The “three-kolshi arsenic filter,” devised by Dr. Abul Hussam, a BEN-CC member, and his colleagues, has received wide recognition and is being used widely for removal of arsenic from drinking water.
A general switch from groundwater to surface water holds the most promising route to overcoming the problem of arsenic and other heavy metals in the long run.
A switch from groundwater to surface water is also necessary because the groundwater table is a limited geological resource that will get depleted if used continuously, so that dependence on groundwater cannot be a sustainable long term strategy for the country.
Aggressive use of groundwater will lead to land-subsidence that can exact a heavy toll, particularly in urban areas.
Depletion of groundwater has already become a problem in north-west region of Bangladesh.
Since 1970s foreign lending agencies have been pushing Bangladesh toward groundwater despite the long term un-sustainability of this option.
By disconnecting floodplains from adjoining rivers, the Cordon Approach has aggravated Bangladesh’s dependence on groundwater.
By adopting the Open Approach, Bangladesh can conserve the abundant surface water of the summer months and use it in the winter and thus minimize the use of groundwater, as has been the practice in this country in the past.
Bangladesh can also make use of rainwater harvesting to get pollution free water.
Efforts may be made to enhance recharge of the groundwater table.
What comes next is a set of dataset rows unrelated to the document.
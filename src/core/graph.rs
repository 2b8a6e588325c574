//! Traversal of the declared relationship graph.
//!
//! Queries are generated from `RelationKind` declarations; the target of a
//! relation is only resolved (by name, through the registry) when the relation
//! is walked.

use crate::core::broker::DbBroker;
use crate::core::error::WardenError;
use crate::core::registry::{EntityDescriptor, EntityKind, Relation, RelationKind};
use crate::core::repo;
use crate::core::store::Store;
use crate::entities::Record;
use rusqlite::Connection;
use serde::Serialize;
use std::collections::BTreeMap;

/// An entity together with the relations requested alongside it.
#[derive(Debug, Clone, Serialize)]
pub struct Loaded {
    pub record: Record,
    pub related: BTreeMap<String, Vec<Record>>,
}

impl Loaded {
    /// Summary of the entity with each relation's members summarized under
    /// the relation name.
    pub fn summary(&self) -> serde_json::Value {
        let mut out = self.record.summary();
        if let Some(obj) = out.as_object_mut() {
            for (name, records) in &self.related {
                obj.insert(
                    name.clone(),
                    serde_json::Value::Array(records.iter().map(Record::summary).collect()),
                );
            }
        }
        out
    }
}

fn related_sql(owner: &EntityDescriptor, rel: &Relation, target: &EntityDescriptor) -> String {
    match rel.kind {
        RelationKind::BelongsTo { column } => format!(
            "SELECT t.* FROM {target} t JOIN {owner} o ON o.{column} = t.id
             WHERE o.id = ?1 ORDER BY t.{ident}",
            target = target.table,
            owner = owner.table,
            column = column,
            ident = target.identity_column
        ),
        RelationKind::HasMany { foreign_column } => format!(
            "SELECT t.* FROM {target} t WHERE t.{fk} = ?1 ORDER BY t.{ident}",
            target = target.table,
            fk = foreign_column,
            ident = target.identity_column
        ),
        RelationKind::ManyToMany {
            through,
            owner_column,
            target_column,
        } => format!(
            "SELECT t.* FROM {target} t JOIN {through} j ON j.{tcol} = t.id
             WHERE j.{ocol} = ?1 ORDER BY t.{ident}",
            target = target.table,
            through = through,
            tcol = target_column,
            ocol = owner_column,
            ident = target.identity_column
        ),
    }
}

pub(crate) fn related_in(
    conn: &Connection,
    owner: &EntityDescriptor,
    id: &str,
    relation: &str,
) -> Result<Vec<Record>, WardenError> {
    let rel = owner.relation(relation)?;
    let target = rel.resolve_target()?;
    let mut stmt = conn.prepare(&related_sql(owner, rel, target))?;
    let rows = stmt.query_map([id], |row| Record::from_row(target.kind, row))?;
    let mut results = Vec::new();
    for r in rows {
        results.push(r?);
    }
    Ok(results)
}

/// Entities reachable from `kind`/`id` through one named relation.
pub fn related(
    store: &Store,
    kind: EntityKind,
    id: &str,
    relation: &str,
) -> Result<Vec<Record>, WardenError> {
    let owner = kind.descriptor()?;
    DbBroker::new(store).with_conn(&format!("{}.related.{}", owner.name(), relation), |conn| {
        ensure_exists(conn, owner, id)?;
        related_in(conn, owner, id, relation)
    })
}

/// Load an entity and several of its relations in one read transaction.
pub fn fetch_with(
    store: &Store,
    kind: EntityKind,
    id: &str,
    relations: &[&str],
) -> Result<Loaded, WardenError> {
    let owner = kind.descriptor()?;
    DbBroker::new(store).with_snapshot(&format!("{}.fetch", owner.name()), |conn| {
        let record = repo::find_record_in(conn, owner, id)?
            .ok_or_else(|| WardenError::NotFound(format!("{} '{}'", owner.name(), id)))?;
        let mut related = BTreeMap::new();
        for name in relations {
            related.insert(name.to_string(), related_in(conn, owner, id, name)?);
        }
        Ok(Loaded { record, related })
    })
}

fn join_of(rel: &Relation) -> Result<(&'static str, &'static str, &'static str), WardenError> {
    match rel.kind {
        RelationKind::ManyToMany {
            through,
            owner_column,
            target_column,
        } => Ok((through, owner_column, target_column)),
        _ => Err(WardenError::Validation(format!(
            "relation '{}' is not many-to-many; set the reference column instead",
            rel.name
        ))),
    }
}

/// Record a many-to-many pair. Returns `false` if the pair already existed.
/// A missing row on either side is a `ReferentialIntegrityViolation`.
pub fn link(
    store: &Store,
    kind: EntityKind,
    id: &str,
    relation: &str,
    target_id: &str,
) -> Result<bool, WardenError> {
    let owner = kind.descriptor()?;
    let (through, owner_column, target_column) = join_of(owner.relation(relation)?)?;
    DbBroker::new(store).with_tx(&format!("{}.link.{}", owner.name(), relation), |conn| {
        let sql = format!(
            "INSERT OR IGNORE INTO {through}({owner_column}, {target_column}) VALUES(?1, ?2)"
        );
        let inserted = conn.execute(&sql, [id, target_id])?;
        Ok(inserted == 1)
    })
}

/// Remove a many-to-many pair. Returns `false` if there was none.
pub fn unlink(
    store: &Store,
    kind: EntityKind,
    id: &str,
    relation: &str,
    target_id: &str,
) -> Result<bool, WardenError> {
    let owner = kind.descriptor()?;
    let (through, owner_column, target_column) = join_of(owner.relation(relation)?)?;
    DbBroker::new(store).with_tx(&format!("{}.unlink.{}", owner.name(), relation), |conn| {
        let sql = format!("DELETE FROM {through} WHERE {owner_column} = ?1 AND {target_column} = ?2");
        let removed = conn.execute(&sql, [id, target_id])?;
        Ok(removed > 0)
    })
}

/// Tables a delete of `kind` reaches through cascades, in traversal order.
///
/// Has-many targets are deleted with their owner and cascade further; join
/// tables lose the owner's pairs. Belongs-to edges never cascade upward.
pub fn cascade_scope(kind: EntityKind) -> Result<Vec<&'static str>, WardenError> {
    let mut tables = Vec::new();
    collect_scope(kind.descriptor()?, &mut tables)?;
    Ok(tables)
}

fn collect_scope(
    desc: &EntityDescriptor,
    tables: &mut Vec<&'static str>,
) -> Result<(), WardenError> {
    for rel in desc.relations {
        match rel.kind {
            RelationKind::BelongsTo { .. } => {}
            RelationKind::HasMany { .. } => {
                let target = rel.resolve_target()?;
                if !tables.contains(&target.table) {
                    tables.push(target.table);
                    collect_scope(target, tables)?;
                }
            }
            RelationKind::ManyToMany { through, .. } => {
                if !tables.contains(&through) {
                    tables.push(through);
                }
            }
        }
    }
    Ok(())
}

/// Count, per table, the rows a delete of `id` will cascade to.
pub(crate) fn count_dependents(
    conn: &Connection,
    desc: &EntityDescriptor,
    id: &str,
    counts: &mut BTreeMap<String, u64>,
) -> Result<(), WardenError> {
    for rel in desc.relations {
        match rel.kind {
            RelationKind::BelongsTo { .. } => {}
            RelationKind::HasMany { foreign_column } => {
                let target = rel.resolve_target()?;
                let sql = format!("SELECT id FROM {} WHERE {} = ?1", target.table, foreign_column);
                let mut stmt = conn.prepare(&sql)?;
                let child_ids = stmt
                    .query_map([id], |row| row.get::<_, String>(0))?
                    .collect::<Result<Vec<_>, _>>()?;
                *counts.entry(target.table.to_string()).or_insert(0) += child_ids.len() as u64;
                for child in &child_ids {
                    count_dependents(conn, target, child, counts)?;
                }
            }
            RelationKind::ManyToMany {
                through,
                owner_column,
                ..
            } => {
                let sql = format!("SELECT COUNT(*) FROM {} WHERE {} = ?1", through, owner_column);
                let n: i64 = conn.query_row(&sql, [id], |row| row.get(0))?;
                *counts.entry(through.to_string()).or_insert(0) += n as u64;
            }
        }
    }
    Ok(())
}

fn ensure_exists(conn: &Connection, desc: &EntityDescriptor, id: &str) -> Result<(), WardenError> {
    if repo::find_record_in(conn, desc, id)?.is_none() {
        return Err(WardenError::NotFound(format!("{} '{}'", desc.name(), id)));
    }
    Ok(())
}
Bangladesh should reverse its current tendency toward increasing dependence on groundwater and adopts the long-term strategy of depending on surface water;
Everywhere inside the country, national government, local governments, and communities need to develop reservoirs where the monsoon abundance of surface water can be preserved for use during the winter;
Necessary steps have to be taken for centralized filtration and supply of these reservoirs’ water to the neighboring population for drinking purposes;
Where such centralized filtration and supply is not yet possible, various low cost filtration methods (such as use of alums or fitkiri) need to be promoted and made available;
Until surface water supply can be ensured, and people has to depend on groundwater, steps should be taken to ensure appropriate test for contamination by arsenic and other heavy metals;
Screening and monitoring of tube-wells for arsenic contamination has to be intensified, and people are encouraged to drink water from safe tube-wells only, if they cannot meet their drinking water need from either surface water or rain water harvesting;
In cases where people have no source of drinking water other than contaminated tube wells, necessary steps have to be taken to ensure that low cost arsenic removal methods are made available to them;
Bangladesh needs to avoid attempts by commercial and other vested interests to reap unethical profits from the arsenic misery through marketing expensive arsenic kits;
In using arsenic removal methods, appropriate care has to be taken in disposal of the arsenic sludge, and centralized methods need to be put in place at the community level for such disposal;
Extensive as well as intensive public awareness program has to be launched urgently on the danger of drinking arsenic contaminated tube-well water and urging;
Skills of doctors and health workers have to be enhanced in diagnosing arsenicosis and in providing medical and health care to all affected patients.
In dealing with the arsenic problem, as with other problems in general, Bangladesh should rely on local expertise and its own heritage, rather than foreign loans and advice, which often prove to be counter-productive, and only increases the country’s debt burden.
Steps need to be taken to enhance recharge of the groundwater table.